Aussi le cinéaste nous convie-t-il à un fabuleux épilogue avec des crocodiles albinos vivant dans les eaux chaudes de la centrale nucléaire du Tricastin. Tout son génie tient à cela : conjoindre le dérisoire à l'effroi, le grotesque à l'apocalyptique (on se souvient des singes du zoo de Bokassa fumant des cigarettes dans Echos d'un sombre empire). Ici, les crocodiles monochromes en trois dimensions naviguent entre l'air et l'eau, dédoublés, et se rencontrent comme s'ils voyaient un reflet. On a rarement autant joué sur les différentes dimensions d'une image.
La 3D n'est pas un gadget. On pouvait s'y attendre, mais le cinéaste l'investit comme un élément de réflexion supplémentaire sur ce qu'est le cinéma, de la même façon qu'il investit cette grotte non seulement parce qu'il peut, mais aussi parce que son cinéma l'appelle.
La salle de cinéma est un ventre, on le savait. Les grottes sont utérines, on le savait aussi. Alors que dire d'une grotte en 3D dans une salle de cinéma ? Là, c'est carrément l'origine du monde. Le cinéma de Herzog est pénétrant.
Mais le relief ne s'applique pas seulement à la profondeur de champ (chose que la focale, dans le cinéma 2D, questionnait déjà largement). Il s'applique aussi et surtout aux surfaces. Surfaces rocheuses où s'animent des dessins qui, reproduits dans des livres, n'auraient pas la même vie ni le même impact. Les hommes qui ont peint ces animaux les ont peints dans des creux, dans des contours et sur des bosses, et ce n'est pas un hasard. Le lisse d'une page ne dira rien de cette chose - une image 2D en aurait été incapable - seule la 3D pouvait rendre compte de cette matière. De même, ces hommes ont peint dans les salles les plus obscures, de sorte que le feu des torches fasse se mouvoir les peintures. Ils ont peint à ces animaux plus de jambes qu'ils n'en avaient : là encore, c'est la question du mouvement. La 3D devient, entre les mains d'Herzog, une question de mouvement plus qu'une question d'espace. Comment les formes changent, comment les aspérités de la roche rendent compte de ces changements.
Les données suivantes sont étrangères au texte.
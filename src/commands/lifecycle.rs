use crate::output::UserOutput;
use dbdock::{Orchestrator, Status};

pub async fn run_start(
    orchestrator: &mut Orchestrator,
    name: Option<String>,
    out: &dyn UserOutput,
) -> anyhow::Result<()> {
    match name {
        Some(name) => {
            let record = orchestrator.start(&name).await?;
            out.success(&format!("Started '{}'", record.name));
            if record.port != 0 {
                out.status(&format!("  listening on localhost:{}", record.port));
            }
        }
        None => {
            let count = orchestrator.instances().len();
            if count == 0 {
                out.status("No instances registered. Create one with: dbdock create <name> <engine>");
                return Ok(());
            }
            orchestrator.start_all().await?;
            out.success(&format!("Started {} instance(s)", count));
        }
    }
    Ok(())
}

pub async fn run_stop(
    orchestrator: &mut Orchestrator,
    name: Option<String>,
    out: &dyn UserOutput,
) -> anyhow::Result<()> {
    match name {
        Some(name) => {
            let record = orchestrator.stop(&name).await?;
            out.success(&format!("Stopped '{}'", record.name));
        }
        None => {
            let running = orchestrator.list(Some(Status::Running)).len();
            orchestrator.stop_all().await?;
            out.success(&format!("Stopped {} running instance(s)", running));
        }
    }
    Ok(())
}
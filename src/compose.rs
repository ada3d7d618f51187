//! Descriptor synthesis.
//!
//! A pure projection of the registry onto a Docker Compose document. The
//! registry file stays authoritative; the descriptor is regenerated
//! immediately before every engine invocation and is never read back. All
//! collections are `BTreeMap`s so an unchanged registry serializes to
//! byte-identical YAML, letting the engine treat it as a no-op.

use crate::catalog;
use crate::error::Result;
use crate::store::RegistryMap;
use serde::Serialize;
use std::collections::BTreeMap;

/// Project-wide settings applied to every synthesized service.
#[derive(Debug, Clone)]
pub struct GlobalDefaults {
    /// Compose project name, also the prefix for container names.
    pub project: String,
    pub network: String,
    pub restart_policy: String,
}

impl Default for GlobalDefaults {
    fn default() -> Self {
        Self {
            project: "dbdock".to_string(),
            network: "dbdock".to_string(),
            restart_policy: "unless-stopped".to_string(),
        }
    }
}

#[derive(Debug, Clone, PartialEq, Serialize)]
pub struct ComposeFile {
    pub services: BTreeMap<String, ComposeService>,
    pub volumes: BTreeMap<String, ComposeVolume>,
    pub networks: BTreeMap<String, ComposeNetwork>,
}

#[derive(Debug, Clone, PartialEq, Serialize)]
pub struct ComposeService {
    pub image: String,
    pub container_name: String,
    pub restart: String,
    #[serde(skip_serializing_if = "Option::is_none")]
    pub command: Option<String>,
    #[serde(skip_serializing_if = "Vec::is_empty")]
    pub ports: Vec<String>,
    pub volumes: Vec<String>,
    #[serde(skip_serializing_if = "BTreeMap::is_empty")]
    pub environment: BTreeMap<String, String>,
    #[serde(skip_serializing_if = "Option::is_none")]
    pub healthcheck: Option<ComposeHealthcheck>,
    pub networks: Vec<String>,
}

#[derive(Debug, Clone, PartialEq, Serialize)]
pub struct ComposeHealthcheck {
    pub test: Vec<String>,
    pub interval: String,
    pub timeout: String,
    pub retries: u32,
}

/// Named volume bind-mounted onto the instance's exclusive host directory.
#[derive(Debug, Clone, PartialEq, Serialize)]
pub struct ComposeVolume {
    pub driver: String,
    pub driver_opts: BTreeMap<String, String>,
}

#[derive(Debug, Clone, PartialEq, Serialize)]
pub struct ComposeNetwork {}

/// Derive the descriptor from the registry.
///
/// One service per instance, named `{name}-db`. A port mapping is emitted
/// only for nonzero allocated ports. Registry records whose engine has
/// vanished from the catalog are skipped with a warning rather than
/// poisoning every other instance.
pub fn synthesize(instances: &RegistryMap, defaults: &GlobalDefaults) -> ComposeFile {
    let mut services = BTreeMap::new();
    let mut volumes = BTreeMap::new();

    for (name, instance) in instances {
        let Some(spec) = catalog::lookup(&instance.engine) else {
            tracing::warn!(
                "Instance '{}' references unknown engine '{}', leaving it out of the descriptor",
                name,
                instance.engine
            );
            continue;
        };

        let volume_name = format!("{}-data", name);
        let mut driver_opts = BTreeMap::new();
        driver_opts.insert("type".to_string(), "none".to_string());
        driver_opts.insert("o".to_string(), "bind".to_string());
        driver_opts.insert("device".to_string(), instance.volume.display().to_string());
        volumes.insert(
            volume_name.clone(),
            ComposeVolume {
                driver: "local".to_string(),
                driver_opts,
            },
        );

        let ports = if instance.port != 0 {
            vec![format!("{}:{}", instance.port, spec.default_port)]
        } else {
            Vec::new()
        };

        let command = spec
            .command
            .map(|tpl| catalog::render_template(tpl, &instance.environment, instance.port, &instance.volume));

        let healthcheck = spec.healthcheck.map(|hc| ComposeHealthcheck {
            test: hc.test.iter().map(|s| s.to_string()).collect(),
            interval: format!("{}s", hc.interval_secs),
            timeout: format!("{}s", hc.timeout_secs),
            retries: hc.retries,
        });

        services.insert(
            instance.service_name(),
            ComposeService {
                image: spec.image.to_string(),
                container_name: format!("{}-{}", defaults.project, name),
                restart: defaults.restart_policy.clone(),
                command,
                ports,
                volumes: vec![format!("{}:{}", volume_name, spec.data_path)],
                environment: instance.environment.clone(),
                healthcheck,
                networks: vec![defaults.network.clone()],
            },
        );
    }

    let mut networks = BTreeMap::new();
    networks.insert(defaults.network.clone(), ComposeNetwork {});

    ComposeFile {
        services,
        volumes,
        networks,
    }
}

/// Serialize a descriptor to YAML.
pub fn to_yaml(file: &ComposeFile) -> Result<String> {
    Ok(serde_yaml::to_string(file)?)
}

#[cfg(test)]
mod tests {
    use super::*;
    use crate::instance::{Instance, Status};
    use chrono::TimeZone;
    use chrono::Utc;
    use std::path::PathBuf;

    fn instance(name: &str, engine: &str, port: u16) -> Instance {
        let mut environment = BTreeMap::new();
        if engine == "redis" {
            environment.insert("REDIS_PASSWORD".to_string(), "hunter2".to_string());
        }
        Instance {
            name: name.to_string(),
            engine: engine.to_string(),
            port,
            volume: PathBuf::from(format!("/var/dbdock/data/{}", name)),
            environment,
            status: Status::Stopped,
            created_at: Utc.with_ymd_and_hms(2024, 1, 1, 0, 0, 0).unwrap(),
            uri: String::new(),
        }
    }

    #[test]
    fn test_synthesis_is_deterministic() {
        let mut registry = RegistryMap::new();
        registry.insert("cache".to_string(), instance("cache", "redis", 5001));
        registry.insert("app".to_string(), instance("app", "postgresql", 5000));

        let defaults = GlobalDefaults::default();
        let first = to_yaml(&synthesize(&registry, &defaults)).unwrap();
        let second = to_yaml(&synthesize(&registry, &defaults)).unwrap();
        assert_eq!(first, second);
    }

    #[test]
    fn test_adding_instance_leaves_existing_blocks_untouched() {
        let mut registry = RegistryMap::new();
        registry.insert("app".to_string(), instance("app", "postgresql", 5000));
        let defaults = GlobalDefaults::default();
        let before = synthesize(&registry, &defaults);

        registry.insert("cache".to_string(), instance("cache", "redis", 5001));
        let after = synthesize(&registry, &defaults);

        assert_eq!(after.services.len(), 2);
        assert_eq!(after.services["app-db"], before.services["app-db"]);
        assert!(after.services.contains_key("cache-db"));
    }

    #[test]
    fn test_embedded_engine_has_no_port_mapping() {
        let mut registry = RegistryMap::new();
        registry.insert("files".to_string(), instance("files", "sqlite", 0));

        let file = synthesize(&registry, &GlobalDefaults::default());
        let service = &file.services["files-db"];
        assert!(service.ports.is_empty());
        assert!(service.healthcheck.is_none());

        let yaml = to_yaml(&file).unwrap();
        assert!(!yaml.contains("ports:"), "yaml: {}", yaml);
    }

    #[test]
    fn test_port_mapping_targets_container_default() {
        let mut registry = RegistryMap::new();
        registry.insert("cache".to_string(), instance("cache", "redis", 5001));

        let file = synthesize(&registry, &GlobalDefaults::default());
        assert_eq!(file.services["cache-db"].ports, vec!["5001:6379".to_string()]);
    }

    #[test]
    fn test_command_template_is_rendered() {
        let mut registry = RegistryMap::new();
        registry.insert("cache".to_string(), instance("cache", "redis", 5001));

        let file = synthesize(&registry, &GlobalDefaults::default());
        assert_eq!(
            file.services["cache-db"].command.as_deref(),
            Some("redis-server --requirepass hunter2")
        );
    }

    #[test]
    fn test_volume_binds_instance_directory() {
        let mut registry = RegistryMap::new();
        registry.insert("app".to_string(), instance("app", "postgresql", 5000));

        let file = synthesize(&registry, &GlobalDefaults::default());
        let volume = &file.volumes["app-data"];
        assert_eq!(volume.driver, "local");
        assert_eq!(volume.driver_opts["device"], "/var/dbdock/data/app");
        assert_eq!(
            file.services["app-db"].volumes,
            vec!["app-data:/var/lib/postgresql/data".to_string()]
        );
    }

    #[test]
    fn test_unknown_engine_is_skipped() {
        let mut registry = RegistryMap::new();
        registry.insert("ghost".to_string(), instance("ghost", "dbase", 5002));
        registry.insert("app".to_string(), instance("app", "postgresql", 5000));

        let file = synthesize(&registry, &GlobalDefaults::default());
        assert_eq!(file.services.len(), 1);
        assert!(file.services.contains_key("app-db"));
    }

    #[test]
    fn test_top_level_sections_always_present() {
        let yaml = to_yaml(&synthesize(&RegistryMap::new(), &GlobalDefaults::default())).unwrap();
        assert!(yaml.contains("services:"));
        assert!(yaml.contains("volumes:"));
        assert!(yaml.contains("networks:"));
    }
}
Et le plus fort tient encore à une autre utilisation de la 3D : voir les visages des interviewés, voir leurs visages et leurs corps s'avancer dans l'obscurité de la grotte. Choses fragiles, sans surface unie, polymorphes, que le cinéaste cerne à merveille. Les films en 3D ne nous montraient que des stars aux visages refaits : nous voyons des êtres humains que le temps traverse, que l'émotion déstabilise, que l'exaltation du lieu contamine. Des visages qui ne sont pas des surfaces : les visages refaits des stars hollywoodiennes ont une qualité d'aplat qui annule la 3D (je ne sais pas ce qu'il en est du Pina de Wenders, et à vrai dire je m'en fiche).
On traverse alors beaucoup de choses en voyant un tel film (qui l'eut cru ?) : un moment d'émerveillement, un moment pédagogique nécessaire et intéressant, un moment de doute, un moment de mise au point des connaissances, puis un nouveau moment d'émerveillement qui inclue notre temps et notre présence face à ces peintures - émerveillement détaché cette fois, début d'une dinguerie douce, fil à tirer pour rêver : si les rêves de cette grotte sont perdus, nous en ferons d'autres.
La force du film (et du cinéma de Herzog d'une manière générale) tient à la façon dont le cinéaste charge notre regard d'un certain nombre de connaissances, discernant le connaissable et l'inconnaissable (ou l'exactitude et l'approximation), distinguant le logique de l'idéologique (ou la réalité de l'interprétation), pour nous faire peu à peu accéder à la vision. Et pas seulement à la vision réaliste.
Le cinéaste nous donne toutes les clefs d'une vision réaliste et quelques clefs des interprétations des uns et des autres, et ces clefs nous permettent, à nous spectateurs, d'accéder à une autre vision, ni réaliste ni interprétative cette fois, qui serait plutôt celle de l'intuition, celle qu'on prête au chamane - à l'instar de cette histoire qui nous est contée d'un aborigène australien à qui l'on demande pourquoi il peint et qui répond : "je ne peins pas, c'est la fourmi". Voir la fourmi, donc, c'est ce que nous propose Werner Herzog. Voir l'homme des cavernes peindre sur la roche, et voir le vaste monde auquel il appartient. C'est la question de la perméabilité évoquée par l'un des chercheurs.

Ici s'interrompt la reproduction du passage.